WHAT IS NEEDED. Start at the line below containing "Database connection error" and stop at the line containing "daily monitoring aggregate.". Repeat every line of that stretch exactly, and nothing outside it.

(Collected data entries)

++++++++++++++++++++

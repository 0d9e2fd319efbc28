//! Parcel Repository Port
//!
//! The explicit query surface over the parcels store. Every operation is a
//! single statement; guarded updates report whether a row was affected and
//! callers must not treat a zero-row update as success.

use async_trait::async_trait;
use chrono::{NaiveDate, NaiveDateTime};
use thiserror::Error;

use crate::domain::model::parcel::Parcel;

/// Repository failure taxonomy. Failures are surfaced, never swallowed.
#[derive(Debug, Error)]
pub enum RepositoryError {
    /// Database connection error
    #[error("Connection error: {0}")]
    ConnectionError(String),

    /// Query execution error
    #[error("Query error: {0}")]
    QueryError(String),

    /// A stored row could not be mapped into the domain model
    #[error("Corrupt record: {0}")]
    CorruptRecord(String),
}

/// Per-status counts for the daily monitoring aggregate.
#[derive(Debug, Clone, Default, PartialEq)]
pub struct DailyStatusCounts {
    pub by_status: Vec<(String, i64)>,
    pub pickups_completed_today: i64,
    pub deliveries_completed_today: i64,
}

/// Parcel Repository Port
///
/// Implemented by the MySQL adapter. All reads respect the soft-delete flag.
#[cfg_attr(test, mockall::automock)]
#[async_trait]
pub trait ParcelRepository: Send + Sync {
    /// Load one parcel with owner and driver names joined in.
    async fn find_by_id(&self, id: i64) -> Result<Option<Parcel>, RepositoryError>;

    /// Outstanding pickups for a driver: `PICKUP_PENDING`, scheduled for
    /// `today` or earlier (or unscheduled), newest first.
    async fn pending_pickups(
        &self,
        driver_id: i64,
        today: NaiveDate,
    ) -> Result<Vec<Parcel>, RepositoryError>;

    /// Outstanding deliveries for a driver: `DELIVERY_PENDING`, newest first.
    async fn pending_deliveries(&self, driver_id: i64) -> Result<Vec<Parcel>, RepositoryError>;

    /// Address of the driver's most recent completed stop today for the
    /// given phase, if any.
    async fn last_completed_pickup_addr(
        &self,
        driver_id: i64,
        today: NaiveDate,
    ) -> Result<Option<String>, RepositoryError>;

    /// Delivery-phase counterpart of [`Self::last_completed_pickup_addr`].
    async fn last_completed_delivery_addr(
        &self,
        driver_id: i64,
        today: NaiveDate,
    ) -> Result<Option<String>, RepositoryError>;

    /// Assign a pickup driver and scheduled date. `next_target` marks the
    /// parcel as the driver's next pickup (same-day ingest only). Returns
    /// whether a row changed.
    async fn assign_pickup(
        &self,
        parcel_id: i64,
        driver_id: i64,
        scheduled: NaiveDate,
        next_target: bool,
    ) -> Result<bool, RepositoryError>;

    /// Assign a delivery driver; requires current status `DELIVERY_PENDING`.
    async fn assign_delivery(&self, parcel_id: i64, driver_id: i64)
        -> Result<bool, RepositoryError>;

    /// Guarded `PICKUP_PENDING -> PICKUP_COMPLETED` with completion stamp.
    async fn complete_pickup(
        &self,
        parcel_id: i64,
        completed_at: NaiveDateTime,
    ) -> Result<bool, RepositoryError>;

    /// Guarded `DELIVERY_PENDING -> DELIVERY_COMPLETED` with completion stamp.
    async fn complete_delivery(
        &self,
        parcel_id: i64,
        completed_at: NaiveDateTime,
    ) -> Result<bool, RepositoryError>;

    /// Guarded `PICKUP_COMPLETED -> DELIVERY_PENDING`.
    async fn convert_pickup_to_delivery(&self, parcel_id: i64) -> Result<bool, RepositoryError>;

    /// Outstanding pickup counts per driver across the fleet, for the
    /// phase-transition sweep.
    async fn pending_pickup_counts(
        &self,
        today: NaiveDate,
    ) -> Result<Vec<(i64, i64)>, RepositoryError>;

    /// Number of pickups completed today across the fleet.
    async fn completed_pickup_count_today(&self, today: NaiveDate)
        -> Result<i64, RepositoryError>;

    /// Today's completed pickups not yet claimed for delivery.
    async fn completed_pickups_unclaimed_today(
        &self,
        today: NaiveDate,
    ) -> Result<Vec<Parcel>, RepositoryError>;

    /// Today's converted deliveries with no delivery driver yet.
    async fn unassigned_deliveries_today(
        &self,
        today: NaiveDate,
    ) -> Result<Vec<Parcel>, RepositoryError>;

    /// Monitoring aggregate: live status counts plus today's completions.
    async fn daily_status_counts(
        &self,
        today: NaiveDate,
    ) -> Result<DailyStatusCounts, RepositoryError>;
}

++++++++++++++++++++

RESPONSE FOR THIS EXERCISE.
    /// Database connection error
    #[error("Connection error: {0}")]
    ConnectionError(String),

    /// Query execution error
    #[error("Query error: {0}")]
    QueryError(String),

    /// A stored row could not be mapped into the domain model
    #[error("Corrupt record: {0}")]
    CorruptRecord(String),
}

/// Per-status counts for the daily monitoring aggregate.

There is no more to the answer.